_Required action_: When a line of the entries contains the word "filename", report that line.

_Data for the task_:
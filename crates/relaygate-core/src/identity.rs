//! Peer identity from a client leaf certificate and the attribute allow-list
//! applied to it.
//!
//! Authorization is two fixed comparisons on the certificate Subject: the
//! first OrganizationalUnit must be [`CLIENT_ROLE_MARKER`] and the first
//! CommonName must be [`TRUSTED_ORIGIN_MARKER`]. It is a minimal trust model,
//! not a policy engine.

use crate::error::{GatewayError, GatewayResult};
use std::fmt;
use x509_parser::prelude::*;

/// Expected Subject OU of a client allowed through the gateway.
pub const CLIENT_ROLE_MARKER: &str = "gateway-client";
/// Expected Subject CN of a client allowed through the gateway.
pub const TRUSTED_ORIGIN_MARKER: &str = "cloud";

/// Identity attributes read from a peer's leaf certificate at handshake time.
#[derive(Debug, Clone, PartialEq, Eq)]
pub struct PeerIdentity {
    pub organizational_unit: Option<String>,
    pub common_name: Option<String>,
}

impl PeerIdentity {
    /// Parse the Subject of a DER-encoded certificate.
    pub fn from_der(der: &[u8]) -> GatewayResult<Self> {
        let (_, cert) = X509Certificate::from_der(der)
            .map_err(|e| GatewayError::Certificate(format!("cannot parse peer certificate: {e}")))?;
        let subject = cert.subject();

        let organizational_unit = subject
            .iter_organizational_unit()
            .next()
            .and_then(|attr| attr.as_str().ok())
            .map(str::to_string);
        let common_name = subject
            .iter_common_name()
            .next()
            .and_then(|attr| attr.as_str().ok())
            .map(str::to_string);

        Ok(Self {
            organizational_unit,
            common_name,
        })
    }

    pub fn is_authorized(&self) -> bool {
        self.organizational_unit.as_deref() == Some(CLIENT_ROLE_MARKER)
            && self.common_name.as_deref() == Some(TRUSTED_ORIGIN_MARKER)
    }

    /// `Ok(())` when the allow-list matches, [`GatewayError::Unauthorized`] otherwise.
    pub fn authorize(&self) -> GatewayResult<()> {
        if self.is_authorized() {
            Ok(())
        } else {
            Err(GatewayError::Unauthorized(format!(
                "client certificate verification failed, received {self}"
            )))
        }
    }
}

impl fmt::Display for PeerIdentity {
    fn fmt(&self, f: &mut fmt::Formatter<'_>) -> fmt::Result {
        write!(
            f,
            "OU={}, CN={}",
            self.organizational_unit.as_deref().unwrap_or("<none>"),
            self.common_name.as_deref().unwrap_or("<none>")
        )
    }
}

#[cfg(test)]
mod tests {
    use super::*;
    use rcgen::{CertificateParams, DnType, KeyPair};

    fn cert_der(ou: Option<&str>, cn: Option<&str>) -> Vec<u8> {
        let mut params = CertificateParams::new(Vec::<String>::new()).unwrap();
        params.distinguished_name = rcgen::DistinguishedName::new();
        if let Some(ou) = ou {
            params
                .distinguished_name
                .push(DnType::OrganizationalUnitName, ou);
        }
        if let Some(cn) = cn {
            params.distinguished_name.push(DnType::CommonName, cn);
        }
        let key = KeyPair::generate().unwrap();
        params.self_signed(&key).unwrap().der().to_vec()
    }

    #[test]
    fn trusted_client_is_authorized() {
        let id = PeerIdentity::from_der(&cert_der(Some("gateway-client"), Some("cloud"))).unwrap();
        assert_eq!(id.organizational_unit.as_deref(), Some("gateway-client"));
        assert_eq!(id.common_name.as_deref(), Some("cloud"));
        assert!(id.authorize().is_ok());
    }

    #[test]
    fn wrong_role_is_rejected() {
        let id = PeerIdentity::from_der(&cert_der(Some("unknown"), Some("cloud"))).unwrap();
        let err = id.authorize().unwrap_err();
        assert!(matches!(err, GatewayError::Unauthorized(_)));
        assert!(err.to_string().contains("OU=unknown"));
    }

    #[test]
    fn wrong_origin_is_rejected() {
        let id = PeerIdentity::from_der(&cert_der(Some("gateway-client"), Some("laptop"))).unwrap();
        assert!(!id.is_authorized());
    }

    #[test]
    fn missing_attributes_are_rejected() {
        let id = PeerIdentity::from_der(&cert_der(None, Some("cloud"))).unwrap();
        assert_eq!(id.organizational_unit, None);
        assert!(!id.is_authorized());
        assert_eq!(id.to_string(), "OU=<none>, CN=cloud");
    }

    #[test]
    fn garbage_der_is_a_certificate_error() {
        let err = PeerIdentity::from_der(b"not a certificate").unwrap_err();
        assert!(matches!(err, GatewayError::Certificate(_)));
    }
}
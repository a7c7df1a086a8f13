#![allow(dead_code)]

use chrono::{DateTime, Utc};
use dataport::format::LogicalFormat;
use proptest::prelude::*;
use proptest::strategy::BoxedStrategy;
use proptest::test_runner::{Config as ProptestConfig, FileFailurePersistence};

pub fn proptest_config() -> ProptestConfig {
    let cases = std::env::var("PROPTEST_CASES")
        .ok()
        .and_then(|v| v.parse::<u32>().ok())
        .unwrap_or(64);

    let mut config = ProptestConfig::with_failure_persistence(FileFailurePersistence::WithSource(
        "proptest-regressions",
    ));
    config.cases = cases;
    config.max_shrink_iters = 1024;
    config
}

/// Whole-second instants between 2000-01-01 and 2100-01-01.
pub fn arb_instant() -> BoxedStrategy<DateTime<Utc>> {
    (946_684_800i64..4_102_444_800i64)
        .prop_filter_map("representable instant", |secs| {
            DateTime::<Utc>::from_timestamp(secs, 0)
        })
        .boxed()
}

pub fn arb_logical_format() -> BoxedStrategy<LogicalFormat> {
    proptest::sample::select(LogicalFormat::ALL.to_vec()).boxed()
}

/// Render `instant` in one of the layouts the service is known to send.
pub fn render(instant: DateTime<Utc>, layout: usize) -> String {
    match layout % 3 {
        0 => instant.to_rfc3339(),
        1 => instant.format("%Y-%m-%d %H:%M:%S").to_string(),
        _ => {
            let offset = chrono::FixedOffset::east_opt(8 * 3600).expect("valid offset");
            instant.with_timezone(&offset).to_rfc3339()
        }
    }
}
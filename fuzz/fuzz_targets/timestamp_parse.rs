#![no_main]

use dataport::timestamp::parse_timestamp;
use libfuzzer_sys::fuzz_target;

fuzz_target!(|data: &[u8]| {
    if let Ok(text) = std::str::from_utf8(data) {
        let _ = parse_timestamp(text);
    }
});
//! Timestamp parsing for remote modification and completion times.

use chrono::{DateTime, NaiveDateTime, Utc};

use crate::error::DataportError;

const NAIVE_LAYOUTS: [&str; 3] = ["%Y-%m-%d %H:%M:%S", "%Y-%m-%dT%H:%M:%S", "%Y-%m-%d %H:%M:%S%.f"];

/// Parse a remote timestamp.
///
/// Accepts RFC 3339 (`2024-01-01T00:00:00Z`, `2024-01-01T08:00:00+08:00`) and
/// offset-less `YYYY-MM-DD HH:MM:SS` / `YYYY-MM-DDTHH:MM:SS`, which are read as UTC.
pub fn parse_timestamp(value: &str) -> Result<DateTime<Utc>, DataportError> {
    let trimmed = value.trim();

    if let Ok(parsed) = DateTime::parse_from_rfc3339(trimmed) {
        return Ok(parsed.with_timezone(&Utc));
    }

    for layout in NAIVE_LAYOUTS {
        if let Ok(naive) = NaiveDateTime::parse_from_str(trimmed, layout) {
            return Ok(naive.and_utc());
        }
    }

    Err(DataportError::InvalidTimestamp {
        value: value.to_string(),
    })
}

_Answer box_:
filename crates/relaygate-core/src/identity.rs
filename fuzz/fuzz_targets/timestamp_parse.rs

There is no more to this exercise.